Filter the entries for the word "January". Copy each line in which it occurs.
-- Opening Marker --
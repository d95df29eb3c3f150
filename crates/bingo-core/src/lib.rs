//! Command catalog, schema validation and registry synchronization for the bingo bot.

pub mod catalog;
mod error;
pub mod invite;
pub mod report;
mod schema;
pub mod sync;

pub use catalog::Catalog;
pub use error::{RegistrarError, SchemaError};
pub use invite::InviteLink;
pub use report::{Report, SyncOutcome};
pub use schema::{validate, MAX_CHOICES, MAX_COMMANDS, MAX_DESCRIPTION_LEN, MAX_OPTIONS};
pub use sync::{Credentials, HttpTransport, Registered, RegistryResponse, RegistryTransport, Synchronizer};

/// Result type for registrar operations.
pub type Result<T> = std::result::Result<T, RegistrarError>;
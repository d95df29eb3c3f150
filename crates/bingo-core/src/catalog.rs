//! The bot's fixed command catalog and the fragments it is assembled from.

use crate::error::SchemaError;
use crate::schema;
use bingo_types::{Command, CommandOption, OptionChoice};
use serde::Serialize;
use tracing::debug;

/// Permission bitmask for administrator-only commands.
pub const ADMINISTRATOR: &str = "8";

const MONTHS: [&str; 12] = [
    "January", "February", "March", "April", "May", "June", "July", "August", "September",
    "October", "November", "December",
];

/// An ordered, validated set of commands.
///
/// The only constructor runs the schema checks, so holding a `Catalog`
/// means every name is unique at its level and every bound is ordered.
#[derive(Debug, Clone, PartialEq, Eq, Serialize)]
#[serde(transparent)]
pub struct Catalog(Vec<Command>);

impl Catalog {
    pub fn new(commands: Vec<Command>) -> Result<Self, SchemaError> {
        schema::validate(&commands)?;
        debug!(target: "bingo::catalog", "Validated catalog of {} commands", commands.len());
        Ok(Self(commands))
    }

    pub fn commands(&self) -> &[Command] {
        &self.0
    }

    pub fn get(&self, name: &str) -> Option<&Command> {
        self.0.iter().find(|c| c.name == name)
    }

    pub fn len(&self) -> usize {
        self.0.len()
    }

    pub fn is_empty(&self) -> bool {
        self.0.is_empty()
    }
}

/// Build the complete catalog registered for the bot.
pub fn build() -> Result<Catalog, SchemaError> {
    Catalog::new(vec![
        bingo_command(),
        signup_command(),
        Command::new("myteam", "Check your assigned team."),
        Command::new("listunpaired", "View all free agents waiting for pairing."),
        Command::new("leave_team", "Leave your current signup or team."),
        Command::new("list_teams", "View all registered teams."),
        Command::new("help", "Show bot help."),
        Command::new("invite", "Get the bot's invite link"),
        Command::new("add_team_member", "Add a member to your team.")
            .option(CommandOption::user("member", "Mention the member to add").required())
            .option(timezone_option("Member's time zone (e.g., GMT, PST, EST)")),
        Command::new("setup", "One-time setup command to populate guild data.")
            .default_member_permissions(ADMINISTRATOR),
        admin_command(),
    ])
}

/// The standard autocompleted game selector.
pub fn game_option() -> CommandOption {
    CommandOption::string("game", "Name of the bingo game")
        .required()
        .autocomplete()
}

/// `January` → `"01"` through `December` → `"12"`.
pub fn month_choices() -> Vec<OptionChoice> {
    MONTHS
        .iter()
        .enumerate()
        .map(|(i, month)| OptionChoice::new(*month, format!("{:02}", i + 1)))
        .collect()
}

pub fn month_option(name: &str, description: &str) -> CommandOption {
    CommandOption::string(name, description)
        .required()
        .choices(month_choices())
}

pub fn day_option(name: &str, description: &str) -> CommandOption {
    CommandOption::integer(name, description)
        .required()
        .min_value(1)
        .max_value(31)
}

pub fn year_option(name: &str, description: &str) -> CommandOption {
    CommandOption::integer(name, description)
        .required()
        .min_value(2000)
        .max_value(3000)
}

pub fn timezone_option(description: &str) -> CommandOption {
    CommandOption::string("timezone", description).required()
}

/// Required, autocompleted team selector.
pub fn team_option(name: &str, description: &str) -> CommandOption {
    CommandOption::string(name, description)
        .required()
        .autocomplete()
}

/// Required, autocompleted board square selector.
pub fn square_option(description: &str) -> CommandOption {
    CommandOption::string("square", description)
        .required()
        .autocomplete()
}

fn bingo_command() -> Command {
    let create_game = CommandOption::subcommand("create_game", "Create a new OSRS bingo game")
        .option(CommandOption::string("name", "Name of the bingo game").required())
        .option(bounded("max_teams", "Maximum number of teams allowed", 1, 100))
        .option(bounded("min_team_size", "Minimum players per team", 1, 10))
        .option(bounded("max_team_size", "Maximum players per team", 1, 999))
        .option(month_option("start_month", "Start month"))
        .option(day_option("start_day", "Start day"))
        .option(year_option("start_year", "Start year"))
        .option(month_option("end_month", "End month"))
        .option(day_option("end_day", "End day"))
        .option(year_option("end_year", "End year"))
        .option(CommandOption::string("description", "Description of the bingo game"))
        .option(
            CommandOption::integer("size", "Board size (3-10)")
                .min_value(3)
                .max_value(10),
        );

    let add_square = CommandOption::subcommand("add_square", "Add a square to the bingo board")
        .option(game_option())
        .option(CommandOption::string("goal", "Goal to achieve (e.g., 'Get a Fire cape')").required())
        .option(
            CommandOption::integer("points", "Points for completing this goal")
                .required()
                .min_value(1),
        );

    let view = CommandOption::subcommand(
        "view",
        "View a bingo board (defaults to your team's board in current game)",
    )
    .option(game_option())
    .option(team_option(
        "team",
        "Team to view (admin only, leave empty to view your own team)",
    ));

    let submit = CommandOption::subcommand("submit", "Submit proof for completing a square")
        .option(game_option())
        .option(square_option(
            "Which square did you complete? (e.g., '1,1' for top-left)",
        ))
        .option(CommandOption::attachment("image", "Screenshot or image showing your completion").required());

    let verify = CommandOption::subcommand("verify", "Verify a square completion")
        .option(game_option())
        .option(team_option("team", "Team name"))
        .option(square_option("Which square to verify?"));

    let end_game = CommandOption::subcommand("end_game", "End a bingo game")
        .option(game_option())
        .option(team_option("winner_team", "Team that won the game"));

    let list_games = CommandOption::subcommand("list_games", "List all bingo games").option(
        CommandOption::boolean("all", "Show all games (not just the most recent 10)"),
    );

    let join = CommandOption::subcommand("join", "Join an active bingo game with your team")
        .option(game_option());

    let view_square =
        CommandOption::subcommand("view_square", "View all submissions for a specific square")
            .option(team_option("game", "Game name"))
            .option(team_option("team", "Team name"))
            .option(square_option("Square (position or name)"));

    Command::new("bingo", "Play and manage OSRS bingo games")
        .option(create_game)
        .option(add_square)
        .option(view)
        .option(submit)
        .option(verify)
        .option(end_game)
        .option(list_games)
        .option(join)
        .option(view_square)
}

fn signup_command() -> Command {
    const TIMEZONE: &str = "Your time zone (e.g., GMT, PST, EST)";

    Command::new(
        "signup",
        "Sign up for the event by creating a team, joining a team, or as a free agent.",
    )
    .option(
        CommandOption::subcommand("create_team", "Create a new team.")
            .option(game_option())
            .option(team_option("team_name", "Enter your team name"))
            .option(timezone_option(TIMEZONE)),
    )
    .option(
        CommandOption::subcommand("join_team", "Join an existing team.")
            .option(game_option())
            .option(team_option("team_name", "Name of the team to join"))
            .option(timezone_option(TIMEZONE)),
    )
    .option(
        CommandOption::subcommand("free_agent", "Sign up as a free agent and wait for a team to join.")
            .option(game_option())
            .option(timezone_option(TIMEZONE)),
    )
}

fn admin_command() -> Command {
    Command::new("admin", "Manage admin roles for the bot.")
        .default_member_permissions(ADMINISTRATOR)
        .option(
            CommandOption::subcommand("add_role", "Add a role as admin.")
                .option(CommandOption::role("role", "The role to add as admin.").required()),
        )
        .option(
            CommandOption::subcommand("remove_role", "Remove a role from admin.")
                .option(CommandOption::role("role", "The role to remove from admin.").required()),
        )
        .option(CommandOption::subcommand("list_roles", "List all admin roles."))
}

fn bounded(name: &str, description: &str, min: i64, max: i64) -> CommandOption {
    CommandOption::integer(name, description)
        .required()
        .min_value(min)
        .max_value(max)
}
-- Closing Marker --
**Answer space**
    "January", "February", "March", "April", "May", "June", "July", "August", "September",
/// `January` → `"01"` through `December` → `"12"`.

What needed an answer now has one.